The John J. Schumann, Jr. Award for Business Leadership is awarded to an individual or business who demonstrates outstanding commitment to nonprofit cultural organizations in support of their operations, enabling growth and sustainability. The recipient of the John J. Schumann, Jr. Award for Business Leadership is White Glove Moving, Storage and Delivery and Pak Mail Beachside, President Phil DeLange.
From its conception White Glove Moving, Storage and Delivery and Pak Mail Beachside has been assisting the art community by customizing services that artists need, such as custom crating, shipping expertise, art installation, space for creating art and securing short and long term storage.
President Phil DeLange, a community-minded entrepreneur, has been contributing to the arts community and non-profits for more than 25 years. As any artist who has had to ship work to a client or for exhibition in another city knows, doing it well and safely has nothing to do with brushing paint onto canvas or shaping a ball of clay.
Through his businesses, DeLange has made it possible for artists to do what they love to do, create art. He and his staff have the expertise to crate and ship art to make sure it gets to its destination in perfect condition. One gallery wrote, “These businesses have helped our gallery by enabling us to offer the most effective process for transporting and shipping original art. Prior to our successful business relationship, this process of shipping was laborious and time consuming. Now, we can rely on their professional service and guarantee satisfaction to our clients who wish to ship their paintings and sculptures.”
As a member of the Cultural Council’s Business for the Arts, DeLange’s companies offer generous discounts to Cultural Council members as well as to members of art clubs and galleries. The attention to detail that DeLange has instilled within his team makes for absolute peace of mind in regards to every job they are asked to do.

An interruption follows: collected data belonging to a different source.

use std::fs::File;
use std::io::{BufReader, Read};
use std::path::Path;

use flate2::read::MultiGzDecoder;

use crate::input::InputError;

/// A delimited-text table kept as strings so every input column can be
/// written back unchanged.
#[derive(Debug, Clone, Default, PartialEq, Eq)]
pub struct Table {
    pub headers: Vec<String>,
    pub rows: Vec<Vec<String>>,
}

impl Table {
    /// Column index by header name, ignoring surrounding whitespace.
    pub fn column(&self, name: &str) -> Option<usize> {
        self.headers.iter().position(|h| h.trim() == name)
    }

    pub fn require_column(&self, name: &str, path: &Path) -> Result<usize, InputError> {
        self.column(name).ok_or_else(|| InputError::MissingColumn {
            path: path.to_path_buf(),
            column: name.to_string(),
        })
    }

    /// Cell text, or `None` for short rows and blank cells.
    pub fn cell(&self, row: usize, col: usize) -> Option<&str> {
        let value = self.rows.get(row)?.get(col)?;
        if value.trim().is_empty() {
            None
        } else {
            Some(value.as_str())
        }
    }

    pub fn len(&self) -> usize {
        self.rows.len()
    }

    pub fn from_reader<R: Read>(reader: R, delimiter: u8) -> Result<Self, csv::Error> {
        let mut rdr = csv::ReaderBuilder::new()
            .delimiter(delimiter)
            .has_headers(true)
            .flexible(true)
            .from_reader(reader);
        let headers = decode_record(rdr.byte_headers()?);
        let mut rows = Vec::new();
        for record in rdr.byte_records() {
            let mut row = decode_record(&record?);
            if row.len() < headers.len() {
                row.resize(headers.len(), String::new());
            }
            rows.push(row);
        }
        Ok(Self { headers, rows })
    }
}

// Invalid UTF-8 (e.g. Latin-1 exports) is replaced with U+FFFD.
fn decode_record(record: &csv::ByteRecord) -> Vec<String> {
    record
        .iter()
        .map(|field| String::from_utf8_lossy(field).into_owned())
        .collect()
}

pub fn read_table(path: &Path) -> Result<Table, InputError> {
    let reader = open_maybe_gz(path)?;
    let table = Table::from_reader(reader, delimiter_for(path)).map_err(|source| {
        InputError::Csv {
            path: path.to_path_buf(),
            source,
        }
    })?;
    if table.headers.iter().all(|h| h.trim().is_empty()) {
        return Err(InputError::Empty(path.to_path_buf()));
    }
    Ok(table)
}

pub fn open_maybe_gz(path: &Path) -> Result<Box<dyn Read>, InputError> {
    let file = File::open(path).map_err(|source| InputError::Io {
        path: path.to_path_buf(),
        source,
    })?;
    if path.extension().is_some_and(|ext| ext == "gz") {
        Ok(Box::new(MultiGzDecoder::new(BufReader::new(file))))
    } else {
        Ok(Box::new(BufReader::new(file)))
    }
}

/// Tab for `.tsv` and `.tsv.gz`, comma otherwise.
pub fn delimiter_for(path: &Path) -> u8 {
    let name = path
        .file_name()
        .map(|n| n.to_string_lossy().to_ascii_lowercase())
        .unwrap_or_default();
    let name = name.strip_suffix(".gz").unwrap_or(&name);
    if name.ends_with(".tsv") || name.ends_with(".tab") {
        b'\t'
    } else {
        b','
    }
}
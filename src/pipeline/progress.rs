use indicatif::{ProgressBar, ProgressStyle};

const BAR_TEMPLATE: &str =
    "{spinner:.green} [{elapsed_precise}] [{wide_bar:.cyan/blue}] {pos}/{len} ({percent}%) {msg}";

/// Receives `completed/total` after every unit of pipeline work.
pub trait ProgressObserver {
    fn advance(&mut self, completed: usize, total: usize);

    fn finish(&mut self) {}
}

/// Counts steps and forwards them to an observer. `completed` only ever
/// increases and stops at `total`.
pub struct Progress<'a> {
    completed: usize,
    total: usize,
    observer: &'a mut dyn ProgressObserver,
}

impl<'a> Progress<'a> {
    pub fn new(total: usize, observer: &'a mut dyn ProgressObserver) -> Self {
        Self {
            completed: 0,
            total,
            observer,
        }
    }

    pub fn step(&mut self) {
        if self.completed >= self.total {
            return;
        }
        self.completed += 1;
        self.observer.advance(self.completed, self.total);
    }

    pub fn completed(&self) -> usize {
        self.completed
    }

    pub fn finish(&mut self) {
        self.observer.finish();
    }
}

pub struct SilentProgress;

impl ProgressObserver for SilentProgress {
    fn advance(&mut self, _completed: usize, _total: usize) {}
}

/// Terminal progress bar on stderr.
pub struct BarProgress {
    bar: ProgressBar,
}

impl BarProgress {
    pub fn new(message: &str) -> Self {
        let bar = ProgressBar::new(0);
        let style = ProgressStyle::default_bar()
            .template(BAR_TEMPLATE)
            .map(|s| s.progress_chars("#>-"))
            .unwrap_or_else(|_| ProgressStyle::default_bar());
        bar.set_style(style);
        bar.set_message(message.to_string());
        Self { bar }
    }
}

impl ProgressObserver for BarProgress {
    fn advance(&mut self, completed: usize, total: usize) {
        self.bar.set_length(total as u64);
        self.bar.set_position(completed as u64);
    }

    fn finish(&mut self) {
        self.bar.finish_and_clear();
    }
}

#[cfg(test)]
#[path = "../../tests/src_inline/pipeline/progress.rs"]
mod tests;
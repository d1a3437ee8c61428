use serde::Serialize;

/// Marker that appears in input cells meaning "no value".
pub const NOT_AVAILABLE: &str = "N/A";

#[derive(Debug, Clone, Copy, PartialEq)]
pub enum FactorScore {
    Scored(f64),
    NotComputable,
}

impl FactorScore {
    pub fn value(self) -> Option<f64> {
        match self {
            FactorScore::Scored(v) => Some(v),
            FactorScore::NotComputable => None,
        }
    }

    pub fn is_computable(self) -> bool {
        matches!(self, FactorScore::Scored(_))
    }
}

/// Counts of leads whose factor could not be scored.
#[derive(Debug, Clone, Copy, Default, PartialEq, Eq, Serialize)]
pub struct FactorCounts {
    pub ncd: usize,
    pub age: usize,
    pub vehicle_value: usize,
    pub address: usize,
    pub total: usize,
}

/// Rounds half away from zero to two decimals.
pub fn round2(x: f64) -> f64 {
    (x * 100.0).round() / 100.0
}

/// Parses a raw cell as a number. Empty cells, the `N/A` marker, unparsable
/// text and NaN all yield `None`.
pub fn parse_numeric(raw: Option<&str>) -> Option<f64> {
    let text = raw?.trim();
    if text.is_empty() || text == NOT_AVAILABLE {
        return None;
    }
    let value = text.parse::<f64>().ok()?;
    if value.is_nan() {
        return None;
    }
    Some(value)
}

#[cfg(test)]
#[path = "../../tests/src_inline/model/score.rs"]
mod tests;
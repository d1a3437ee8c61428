use super::*;

#[derive(Default)]
struct Recorder {
    seen: Vec<(usize, usize)>,
    finished: bool,
}

impl ProgressObserver for Recorder {
    fn advance(&mut self, completed: usize, total: usize) {
        self.seen.push((completed, total));
    }

    fn finish(&mut self) {
        self.finished = true;
    }
}

#[test]
fn test_steps_are_reported_in_order() {
    let mut rec = Recorder::default();
    {
        let mut progress = Progress::new(3, &mut rec);
        progress.step();
        progress.step();
        progress.step();
        assert_eq!(progress.completed(), 3);
        progress.finish();
    }
    assert_eq!(rec.seen, vec![(1, 3), (2, 3), (3, 3)]);
    assert!(rec.finished);
}

#[test]
fn test_completed_stops_at_total() {
    let mut rec = Recorder::default();
    {
        let mut progress = Progress::new(1, &mut rec);
        progress.step();
        progress.step();
        assert_eq!(progress.completed(), 1);
    }
    assert_eq!(rec.seen, vec![(1, 1)]);
}

#[test]
fn test_empty_run_reports_nothing() {
    let mut rec = Recorder::default();
    {
        let mut progress = Progress::new(0, &mut rec);
        progress.step();
        assert_eq!(progress.completed(), 0);
    }
    assert!(rec.seen.is_empty());
}

#[test]
fn test_bar_tracks_position() {
    let mut bar = BarProgress::new("testing");
    bar.advance(2, 4);
    assert_eq!(bar.bar.length(), Some(4));
    assert_eq!(bar.bar.position(), 2);
    bar.finish();
    assert!(bar.bar.is_finished());
}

His other community contributions include Cell Phones for Soldiers, raising money for calling cards to include in care packages to troops overseas. White Glove and Pak Mail Beachside raised and donated several thousand pounds of non-perishable food items through Move for Hunger, and helped the Homeless Family Center with donations of household goods given to them by customers who use their shipping and moving services.
DeLange’s businesses provide employment for more than 40 employees. As one of his employees says, “Phil is an exceptional business leader and family man, teaching his staff to put honest effort in all we do both at work and at home. He is a driven leader who truly cares about his community, employees and the customers we serve.”